Among the records below, find the lines that contain "notify" and copy each of them.
BEGIN Excerpted data
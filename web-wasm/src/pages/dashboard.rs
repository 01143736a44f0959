//! ダッシュボード（登録済み口座・保存済みレシートのアーカイブ）

use crate::api::{download_url, revoke_url, WebClient};
use leptos::prelude::*;
use leptos::task::spawn_local;
use receipt_review_common::notify::messages;
use receipt_review_common::types::{KnownAccount, Transaction, TransactionFilters};

#[derive(Debug, Clone, Copy, PartialEq, Eq)]
enum Section {
    Home,
    Accounts,
    Archive,
}

fn confirm(message: &str) -> bool {
    web_sys::window()
        .and_then(|w| w.confirm_with_message(message).ok())
        .unwrap_or(false)
}

#[component]
pub fn DashboardPage(client: WebClient) -> impl IntoView {
    let (section, set_section) = signal(Section::Home);

    view! {
        <div class="page dashboard-page">
            {move || match section.get() {
                Section::Home => view! {
                    <div class="page-header">
                        <h2>"لوحة التحكم"</h2>
                        <p class="text-muted">"إدارة وتكوين النظام"</p>
                    </div>
                    <div class="cards">
                        <div class="card">
                            <h3>"👥 الحسابات المعروفة"</h3>
                            <p class="text-muted">"إدارة الحسابات للإكمال التلقائي"</p>
                            <button class="btn btn-primary" on:click=move |_| set_section.set(Section::Accounts)>"فتح"</button>
                        </div>
                        <div class="card">
                            <h3>"🗄 أرشيف الإيصالات"</h3>
                            <p class="text-muted">"عرض صور الإيصالات المحفوظة"</p>
                            <button class="btn btn-primary" on:click=move |_| set_section.set(Section::Archive)>"فتح"</button>
                        </div>
                    </div>
                }.into_any(),
                other => {
                    let client = client.clone();
                    view! {
                        <button class="btn-link" on:click=move |_| set_section.set(Section::Home)>
                            "→ العودة إلى لوحة التحكم"
                        </button>
                        {match other {
                            Section::Accounts => view! { <KnownAccounts client=client /> }.into_any(),
                            _ => view! { <Archive client=client /> }.into_any(),
                        }}
                    }.into_any()
                }
            }}
        </div>
    }
}
//! Receipt Review Common Library
//!
//! CLIとWeb(WASM)で共有される型・レビュー状態・処理フロー

pub mod types;
pub mod error;
pub mod fields;
pub mod notify;
pub mod queue;
pub mod debounce;
pub mod linkage;
pub mod endpoints;
pub mod store;
pub mod preview;
pub mod workflow;

pub use types::{ExtractedData, ExtractionResult, FieldName, FieldValue, ReceiptPayload};
pub use error::{Error, Result};
pub use notify::{Notification, NotificationCenter, NotificationKind};
pub use queue::{ConfirmBlock, EditOutcome, FileOutcome, ProcessingQueue, QueueItem, QueueStatus};
pub use store::{ConfirmOutcome, Intake, NewFile, ProcessingSummary, ReviewStore, StoreHandle};
pub use workflow::ReceiptApi;
pub mod extraction_form;
pub mod notification_bar;
pub mod processing_queue;
pub mod receipt_preview;
pub mod receiver_input;
pub mod sidebar;
pub mod splash;
pub mod upload_zone;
END Excerpted data
• [Solution below]:
use receipt_review_common::notify::messages;
pub mod notify;
pub use notify::{Notification, NotificationCenter, NotificationKind};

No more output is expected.